Source data:
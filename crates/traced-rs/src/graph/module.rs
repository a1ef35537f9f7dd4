//! Frozen module states referenced by module-handle nodes.
//!
//! The module system owns learnable state outside of the graph. The graph only
//! needs to read attributes (for attribute-to-constant promotion) and to default
//! attributes introduced by newer formats (for compatibility loaders), so this
//! table is the entire surface it consumes.

use std::collections::BTreeMap;
use std::fmt;

use serde::{Deserialize, Serialize};

use super::value::Value;
use super::GraphError;

/// Type identity of a module: defining module path plus type name.
#[derive(Debug, Clone, PartialEq, Eq, Hash, PartialOrd, Ord, Serialize, Deserialize)]
pub struct ModuleKey {
    pub module: String,
    pub name: String,
}

impl ModuleKey {
    pub fn new(module: impl Into<String>, name: impl Into<String>) -> Self {
        Self {
            module: module.into(),
            name: name.into(),
        }
    }
}

impl fmt::Display for ModuleKey {
    fn fmt(&self, f: &mut fmt::Formatter<'_>) -> fmt::Result {
        write!(f, "{}.{}", self.module, self.name)
    }
}

#[derive(Debug, Clone, Copy, PartialEq, Eq, Hash, PartialOrd, Ord, Serialize, Deserialize)]
pub struct ModuleId(pub u32);

#[derive(Debug, Clone, PartialEq, Serialize, Deserialize)]
pub struct ModuleState {
    pub key: ModuleKey,
    pub attrs: BTreeMap<String, Value>,
    pub submodules: BTreeMap<String, ModuleId>,
}

impl ModuleState {
    pub fn new(key: ModuleKey) -> Self {
        Self {
            key,
            attrs: BTreeMap::new(),
            submodules: BTreeMap::new(),
        }
    }

    pub fn with_attr(mut self, name: impl Into<String>, value: Value) -> Self {
        self.attrs.insert(name.into(), value);
        self
    }

    pub fn with_submodule(mut self, name: impl Into<String>, id: ModuleId) -> Self {
        self.submodules.insert(name.into(), id);
        self
    }

    pub fn has_attr(&self, name: &str) -> bool {
        self.attrs.contains_key(name) || self.submodules.contains_key(name)
    }

    pub fn attr(&self, name: &str) -> Option<&Value> {
        self.attrs.get(name)
    }

    pub fn set_attr(&mut self, name: impl Into<String>, value: Value) {
        self.attrs.insert(name.into(), value);
    }
}

/// Result of resolving a dotted attribute path.
#[derive(Debug, Clone, Copy, PartialEq)]
pub enum Attr<'a> {
    Value(&'a Value),
    Module(ModuleId),
}

#[derive(Debug, Clone, Default, PartialEq, Serialize, Deserialize)]
pub struct ModuleTable {
    modules: Vec<ModuleState>,
}

impl ModuleTable {
    pub fn insert(&mut self, state: ModuleState) -> ModuleId {
        let id = ModuleId(self.modules.len() as u32);
        self.modules.push(state);
        id
    }

    pub fn get(&self, id: ModuleId) -> Result<&ModuleState, GraphError> {
        self.modules
            .get(id.0 as usize)
            .ok_or(GraphError::UnknownModule { module: id })
    }

    pub fn get_mut(&mut self, id: ModuleId) -> Result<&mut ModuleState, GraphError> {
        self.modules
            .get_mut(id.0 as usize)
            .ok_or(GraphError::UnknownModule { module: id })
    }

    pub fn len(&self) -> usize {
        self.modules.len()
    }

    pub fn is_empty(&self) -> bool {
        self.modules.is_empty()
    }

    /// Resolves `path` (e.g. `"bn.weight"`) starting from `root`.
    pub fn resolve(&self, root: ModuleId, path: &str) -> Result<Attr<'_>, GraphError> {
        let mut current = root;
        let mut segments = path.split('.').peekable();
        while let Some(segment) = segments.next() {
            let state = self.get(current)?;
            if segments.peek().is_none() {
                if let Some(value) = state.attrs.get(segment) {
                    return Ok(Attr::Value(value));
                }
                if let Some(&child) = state.submodules.get(segment) {
                    return Ok(Attr::Module(child));
                }
            } else if let Some(&child) = state.submodules.get(segment) {
                current = child;
                continue;
            }
            return Err(GraphError::MissingAttribute {
                module: state.key.clone(),
                path: path.to_string(),
            });
        }
        Ok(Attr::Module(current))
    }
}
//! Load-time compatibility fixes for graphs persisted by older format versions.
//!
//! A loader is keyed by the called module type, the opdef kind, the free
//! function, or the tensor method name of an expression. The deserializer calls
//! [`LoaderRegistry::apply`] once per reconstructed expression with the format
//! version recorded in the file (`None` for pre-versioning files). Loaders must
//! leave an already-current expression untouched.

mod loaders;

use std::collections::HashMap;
use std::fmt;
use std::sync::Arc;

use thiserror::Error;

use crate::graph::{
    ExprId, FunctionRef, Graph, GraphError, ModuleKey, NodeKind, OpDefKind, Operand, Target,
};

pub use loaders::{BATCHNORM_MODULES, CONV_BN_MODULES, PARAM_DIM_DEFAULT};

pub type LoadResult<T> = Result<T, LoadError>;

#[derive(Debug, Error)]
pub enum LoadError {
    #[error(transparent)]
    Graph(#[from] GraphError),
    #[error("cannot upgrade {expr}: {reason}")]
    Malformed { expr: ExprId, reason: String },
}

impl LoadError {
    pub(crate) fn malformed(expr: ExprId, reason: impl Into<String>) -> Self {
        LoadError::Malformed {
            expr,
            reason: reason.into(),
        }
    }
}

/// Rewrites one expression in place given the file's format version. Returns
/// whether anything changed.
pub type ExprLoader = Arc<dyn Fn(&mut Graph, ExprId, Option<&str>) -> LoadResult<bool> + Send + Sync>;

#[derive(Default, Clone)]
pub struct LoaderRegistry {
    module: HashMap<ModuleKey, ExprLoader>,
    opdef: HashMap<OpDefKind, ExprLoader>,
    functional: HashMap<FunctionRef, ExprLoader>,
    tensor_method: HashMap<String, ExprLoader>,
}

impl LoaderRegistry {
    pub fn new() -> Self {
        Self::default()
    }

    /// Registry with the loaders for every known format change.
    pub fn with_builtin_loaders() -> Self {
        let mut registry = Self::new();
        loaders::register_builtin(&mut registry);
        registry
    }

    pub fn register_module_loader<F>(&mut self, keys: &[ModuleKey], loader: F)
    where
        F: Fn(&mut Graph, ExprId, Option<&str>) -> LoadResult<bool> + Send + Sync + 'static,
    {
        let loader: ExprLoader = Arc::new(loader);
        for key in keys {
            self.module.insert(key.clone(), Arc::clone(&loader));
        }
    }

    pub fn register_opdef_loader<F>(&mut self, kind: OpDefKind, loader: F)
    where
        F: Fn(&mut Graph, ExprId, Option<&str>) -> LoadResult<bool> + Send + Sync + 'static,
    {
        self.opdef.insert(kind, Arc::new(loader));
    }

    pub fn register_functional_loader<F>(&mut self, keys: &[FunctionRef], loader: F)
    where
        F: Fn(&mut Graph, ExprId, Option<&str>) -> LoadResult<bool> + Send + Sync + 'static,
    {
        let loader: ExprLoader = Arc::new(loader);
        for key in keys {
            self.functional.insert(key.clone(), Arc::clone(&loader));
        }
    }

    pub fn register_tensor_method_loader<F>(&mut self, method: &str, loader: F)
    where
        F: Fn(&mut Graph, ExprId, Option<&str>) -> LoadResult<bool> + Send + Sync + 'static,
    {
        self.tensor_method.insert(method.to_string(), Arc::new(loader));
    }

    /// Loader registered for the operation `expr` performs, if any.
    pub fn loader_for(&self, graph: &Graph, expr: ExprId) -> LoadResult<Option<ExprLoader>> {
        let e = graph.expr(expr)?;
        let loader = match &e.target {
            Target::CallModule => {
                let Some(module) = called_module(graph, e.args.first())? else {
                    return Ok(None);
                };
                let key = &graph.modules().get(module)?.key;
                self.module.get(key)
            }
            Target::Apply(op) => self.opdef.get(&op.kind()),
            Target::CallFunction(func) => self.functional.get(func),
            Target::CallMethod(name) => self.tensor_method.get(name),
            Target::Input | Target::Constant | Target::GetAttr(_) => None,
        };
        Ok(loader.cloned())
    }

    /// Runs the matching loader on `expr`. Returns whether the expression changed.
    pub fn apply(&self, graph: &mut Graph, expr: ExprId, version: Option<&str>) -> LoadResult<bool> {
        let Some(loader) = self.loader_for(graph, expr)? else {
            return Ok(false);
        };
        let changed = loader(graph, expr, version)?;
        if changed {
            tracing::debug!(expr = %expr, version = ?version, "applied compatibility loader");
        }
        Ok(changed)
    }

    /// Runs [`LoaderRegistry::apply`] over every expression, returning how many changed.
    pub fn apply_all(&self, graph: &mut Graph, version: Option<&str>) -> LoadResult<usize> {
        let mut changed = 0;
        for expr in graph.exprs_in_order() {
            if graph.contains_expr(expr) && self.apply(graph, expr, version)? {
                changed += 1;
            }
        }
        Ok(changed)
    }
}

impl fmt::Debug for LoaderRegistry {
    fn fmt(&self, f: &mut fmt::Formatter<'_>) -> fmt::Result {
        f.debug_struct("LoaderRegistry")
            .field("module", &self.module.keys().collect::<Vec<_>>())
            .field("opdef", &self.opdef.keys().collect::<Vec<_>>())
            .field("functional", &self.functional.keys().collect::<Vec<_>>())
            .field("tensor_method", &self.tensor_method.keys().collect::<Vec<_>>())
            .finish()
    }
}

/// Module handle passed as the receiver of a module call.
pub(crate) fn called_module(
    graph: &Graph,
    receiver: Option<&Operand>,
) -> LoadResult<Option<crate::graph::ModuleId>> {
    let Some(node) = receiver.and_then(Operand::as_node) else {
        return Ok(None);
    };
    match graph.node(node)?.kind {
        NodeKind::Module(module) => Ok(Some(module)),
        _ => Ok(None),
    }
}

Task to carry out: Lines in the records that hold "usize" should be tallied, with the total given on its own.

Solution to this task: 4